Education Week Publishes ‘Quality Counts’ Report, Gives U.S. Schools ‘Average’ Rating


Sad little girl with book

In their latest Quality Counts Report Card, Education Week reveals some rather unsurprising news - that the U.S. is pretty average when it comes to educating the young minds of tomorrow. This year's Quality Counts Report card reported that the overall grade for our country's public education system is a C (or 76.3 percent) without much change from the last two years (75.9 percent in 2010 and 76.2 in 2009).

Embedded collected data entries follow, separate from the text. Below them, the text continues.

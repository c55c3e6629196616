//! Wire frame layout, checksums and validation.
//!
//! Every BusT4 packet has the same fixed header followed by a role-specific
//! body:
//!
//! ```text
//! [0x55][len][dst_net][dst_addr][src_net][src_addr][msg_type][inner_len][crc1][body...][crc2][len]
//! ```
//!
//! * `len` is repeated at both ends and equals the total frame size minus 3
//! * `crc1` is the XOR of the six bytes `dst_net` through `inner_len`
//! * `crc2` is the XOR of the body bytes between `crc1` and itself
//!
//! Fields are read through accessor functions over the raw bytes; nothing is
//! overlaid on memory.

use std::fmt;
use std::str::FromStr;

use bytes::{BufMut, Bytes, BytesMut};
use log::warn;

use crate::codes::START_CODE;
use crate::error::{Bust4Error, Result};

pub const OFFSET_START: usize = 0;
pub const OFFSET_LEN: usize = 1;
pub const OFFSET_DST_NET: usize = 2;
pub const OFFSET_DST_ADDR: usize = 3;
pub const OFFSET_SRC_NET: usize = 4;
pub const OFFSET_SRC_ADDR: usize = 5;
pub const OFFSET_MSG_TYPE: usize = 6;
pub const OFFSET_INNER_LEN: usize = 7;
pub const OFFSET_CRC1: usize = 8;
pub const OFFSET_BODY: usize = 9;

/// Start byte, length, six header bytes, crc1, crc2 and the trailing length
pub const MIN_FRAME_LEN: usize = 11;

/// Largest frame the single-byte length field can describe
pub const MAX_FRAME_LEN: usize = u8::MAX as usize + 3;

/// Largest body that still fits in a frame
pub const MAX_BODY_LEN: usize = MAX_FRAME_LEN - MIN_FRAME_LEN;

/// XOR reduction of a byte span; 0 for an empty span.
pub fn checksum(bytes: &[u8]) -> u8 {
    bytes.iter().fold(0, |acc, b| acc ^ b)
}

/// Header checksum over `dst_net..=inner_len`.
pub fn header_checksum(frame: &[u8]) -> u8 {
    checksum(&frame[OFFSET_DST_NET..OFFSET_CRC1])
}

/// Structural and checksum validation of a complete frame.
pub fn validate_frame(bytes: &[u8]) -> bool {
    check_frame(bytes).is_ok()
}

/// Like [`validate_frame`] but reports which check failed.
pub fn check_frame(bytes: &[u8]) -> Result<()> {
    if bytes.len() < MIN_FRAME_LEN {
        return Err(Bust4Error::malformed(format!(
            "frame too short ({} bytes)",
            bytes.len()
        )));
    }
    if bytes.len() > MAX_FRAME_LEN {
        return Err(Bust4Error::malformed(format!(
            "frame too long ({} bytes)",
            bytes.len()
        )));
    }
    if bytes[OFFSET_START] != START_CODE {
        return Err(Bust4Error::malformed(format!(
            "bad start byte 0x{:02X}",
            bytes[OFFSET_START]
        )));
    }

    let total = bytes.len();
    let declared = bytes[OFFSET_LEN] as usize;
    if declared != total - 3 {
        return Err(Bust4Error::malformed(format!(
            "length field {} does not match frame size {}",
            declared, total
        )));
    }

    let crc1 = header_checksum(bytes);
    if crc1 != bytes[OFFSET_CRC1] {
        return Err(Bust4Error::malformed(format!(
            "crc1 mismatch: calc=0x{:02X} recv=0x{:02X}",
            crc1, bytes[OFFSET_CRC1]
        )));
    }

    let crc2 = checksum(&bytes[OFFSET_BODY..total - 2]);
    if crc2 != bytes[total - 2] {
        return Err(Bust4Error::malformed(format!(
            "crc2 mismatch: calc=0x{:02X} recv=0x{:02X}",
            crc2,
            bytes[total - 2]
        )));
    }

    if bytes[total - 1] != bytes[OFFSET_LEN] {
        return Err(Bust4Error::malformed(format!(
            "trailing length 0x{:02X} does not match 0x{:02X}",
            bytes[total - 1],
            bytes[OFFSET_LEN]
        )));
    }

    Ok(())
}

/// Network/address pair identifying a node on the bus.
#[derive(Debug, Clone, Copy, PartialEq, Eq, Hash, Default)]
#[cfg_attr(feature = "serde", derive(serde::Serialize, serde::Deserialize))]
pub struct BusAddress {
    pub network: u8,
    pub address: u8,
}

impl BusAddress {
    /// Default address of this node
    pub const CONTROLLER: BusAddress = BusAddress::new(0x00, 0x66);
    /// Broadcast to every device on network 0
    pub const BROADCAST: BusAddress = BusAddress::new(0x00, 0xFF);

    pub const fn new(network: u8, address: u8) -> Self {
        Self { network, address }
    }

    pub fn to_bytes(self) -> [u8; 2] {
        [self.network, self.address]
    }
}

impl fmt::Display for BusAddress {
    fn fmt(&self, f: &mut fmt::Formatter<'_>) -> fmt::Result {
        write!(f, "{:02X}:{:02X}", self.network, self.address)
    }
}

impl FromStr for BusAddress {
    type Err = Bust4Error;

    /// Accepts `"00:66"`, `"0066"` or `"00 66"`.
    fn from_str(s: &str) -> Result<Self> {
        let digits: String = s.chars().filter(|c| c.is_ascii_alphanumeric()).collect();
        let bytes = hex::decode(digits)?;
        match bytes.as_slice() {
            [network, address] => Ok(Self::new(*network, *address)),
            _ => Err(Bust4Error::InvalidArgument("address must be two bytes")),
        }
    }
}

/// A validated frame.
#[derive(Debug, Clone, PartialEq, Eq)]
pub struct Frame {
    bytes: Bytes,
}

impl Frame {
    /// Validate `bytes` and wrap them.
    pub fn parse(bytes: Bytes) -> Result<Self> {
        check_frame(&bytes)?;
        Ok(Self { bytes })
    }

    /// Assemble a frame around `body`, filling in lengths and both checksums.
    pub fn build(
        destination: BusAddress,
        source: BusAddress,
        message_type: u8,
        body: &[u8],
    ) -> Result<Self> {
        if body.len() > MAX_BODY_LEN {
            warn!(
                "Refusing to build frame: body of {} bytes exceeds {}",
                body.len(),
                MAX_BODY_LEN
            );
            return Err(Bust4Error::InvalidArgument("frame body too long"));
        }

        let total = MIN_FRAME_LEN + body.len();
        let len = (total - 3) as u8;
        let mut buf = BytesMut::with_capacity(total);
        buf.put_u8(START_CODE);
        buf.put_u8(len);
        buf.put_slice(&destination.to_bytes());
        buf.put_slice(&source.to_bytes());
        buf.put_u8(message_type);
        buf.put_u8((body.len() + 1) as u8);
        let crc1 = header_checksum(&buf);
        buf.put_u8(crc1);
        buf.put_slice(body);
        buf.put_u8(checksum(body));
        buf.put_u8(len);

        Ok(Self {
            bytes: buf.freeze(),
        })
    }

    pub fn destination(&self) -> BusAddress {
        BusAddress::new(self.bytes[OFFSET_DST_NET], self.bytes[OFFSET_DST_ADDR])
    }

    pub fn source(&self) -> BusAddress {
        BusAddress::new(self.bytes[OFFSET_SRC_NET], self.bytes[OFFSET_SRC_ADDR])
    }

    pub fn message_type(&self) -> u8 {
        self.bytes[OFFSET_MSG_TYPE]
    }

    pub fn inner_len(&self) -> u8 {
        self.bytes[OFFSET_INNER_LEN]
    }

    /// Role-specific bytes between crc1 and crc2
    pub fn body(&self) -> &[u8] {
        &self.bytes[OFFSET_BODY..self.bytes.len() - 2]
    }

    pub fn as_bytes(&self) -> &[u8] {
        &self.bytes
    }

    pub fn len(&self) -> usize {
        self.bytes.len()
    }

    pub fn is_empty(&self) -> bool {
        self.bytes.is_empty()
    }

    pub fn into_bytes(self) -> Bytes {
        self.bytes
    }
}

impl AsRef<[u8]> for Frame {
    fn as_ref(&self) -> &[u8] {
        &self.bytes
    }
}

#[cfg(test)]
mod tests {
    use super::*;

    const SBS: [u8; 15] = [
        0x55, 0x0C, 0x00, 0xFF, 0x00, 0x66, 0x01, 0x05, 0x9D, 0x01, 0x82, 0x01, 0x64, 0xE6, 0x0C,
    ];

    #[test]
    fn test_checksum() {
        assert_eq!(checksum(&[]), 0);
        assert_eq!(checksum(&[0xAA]), 0xAA);
        assert_eq!(checksum(&[0x00, 0xFF, 0x00, 0x66, 0x01, 0x05]), 0x9D);
        assert_eq!(checksum(&[0x01, 0x82, 0x01, 0x64]), 0xE6);
    }

    #[test]
    fn test_validate_reference_dump() {
        assert!(validate_frame(&SBS));
    }

    #[test]
    fn test_validate_rejects_each_field() {
        let mut bad = SBS;
        bad[0] = 0x54;
        assert!(!validate_frame(&bad));

        let mut bad = SBS;
        bad[1] = 0x0D;
        assert!(!validate_frame(&bad));

        let mut bad = SBS;
        bad[8] ^= 0x01;
        assert!(!validate_frame(&bad));

        let mut bad = SBS;
        bad[13] ^= 0x80;
        assert!(!validate_frame(&bad));

        let mut bad = SBS;
        bad[14] = 0x0B;
        assert!(!validate_frame(&bad));

        assert!(!validate_frame(&SBS[..10]));
    }

    #[test]
    fn test_check_frame_reports_crc() {
        let mut bad = SBS;
        bad[8] = 0x00;
        let err = check_frame(&bad).unwrap_err();
        assert_eq!(
            err,
            Bust4Error::malformed("crc1 mismatch: calc=0x9D recv=0x00")
        );
    }

    #[test]
    fn test_build_matches_reference() {
        let frame = Frame::build(
            BusAddress::BROADCAST,
            BusAddress::CONTROLLER,
            0x01,
            &[0x01, 0x82, 0x01, 0x64],
        )
        .unwrap();
        assert_eq!(frame.as_bytes(), &SBS);
        assert_eq!(frame.destination(), BusAddress::BROADCAST);
        assert_eq!(frame.source(), BusAddress::CONTROLLER);
        assert_eq!(frame.message_type(), 0x01);
        assert_eq!(frame.inner_len(), 0x05);
        assert_eq!(frame.body(), &[0x01, 0x82, 0x01, 0x64]);
    }

    #[test]
    fn test_build_empty_body() {
        let frame = Frame::build(BusAddress::BROADCAST, BusAddress::CONTROLLER, 0x08, &[]).unwrap();
        assert_eq!(frame.len(), MIN_FRAME_LEN);
        assert!(validate_frame(frame.as_bytes()));
        assert!(frame.body().is_empty());
    }

    #[test]
    fn test_build_rejects_oversized_body() {
        let body = vec![0u8; MAX_BODY_LEN + 1];
        assert!(Frame::build(BusAddress::BROADCAST, BusAddress::CONTROLLER, 0x08, &body).is_err());

        let body = vec![0u8; MAX_BODY_LEN];
        let frame = Frame::build(BusAddress::BROADCAST, BusAddress::CONTROLLER, 0x08, &body).unwrap();
        assert_eq!(frame.len(), MAX_FRAME_LEN);
        assert!(validate_frame(frame.as_bytes()));
    }

    #[test]
    fn test_parse() {
        assert!(Frame::parse(Bytes::from_static(&SBS)).is_ok());
        assert!(Frame::parse(Bytes::from_static(&SBS[..14])).is_err());
    }

    #[test]
    fn test_bus_address_text() {
        let addr: BusAddress = "00:66".parse().unwrap();
        assert_eq!(addr, BusAddress::CONTROLLER);
        assert_eq!("00ff".parse::<BusAddress>().unwrap(), BusAddress::BROADCAST);
        assert_eq!(BusAddress::new(0x01, 0x0A).to_string(), "01:0A");
        assert!("0066FF".parse::<BusAddress>().is_err());
        assert!("zz".parse::<BusAddress>().is_err());
    }
}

In addition to the country's overall score, the report graded each state individually, with Maryland coming out on top with a B-plus. Massachusetts and New York followed with a B, but the majority of the states were ranked with a C or lower. The grading method is done using a K-12 Achievement Index, which grades a state's performance against a few indicators including current achievement, improvements over time, and poverty-based disparities or gaps. Individual schools were graded against the following factors: Chance for Success, K-12 Achievement, Standards, Assessments & Accountability, Transitions & Alignment, Teaching Profession, and School Finance. 

The Quality Counts report also considered the effects of the Great Recession on the nation's schools, budget and staff cuts, but given the percentage of recovery expenditures spent on US education (nearly one third of $243 billion), the report concludes that the US has still done very little to improve opportunities for overall success in students' lives.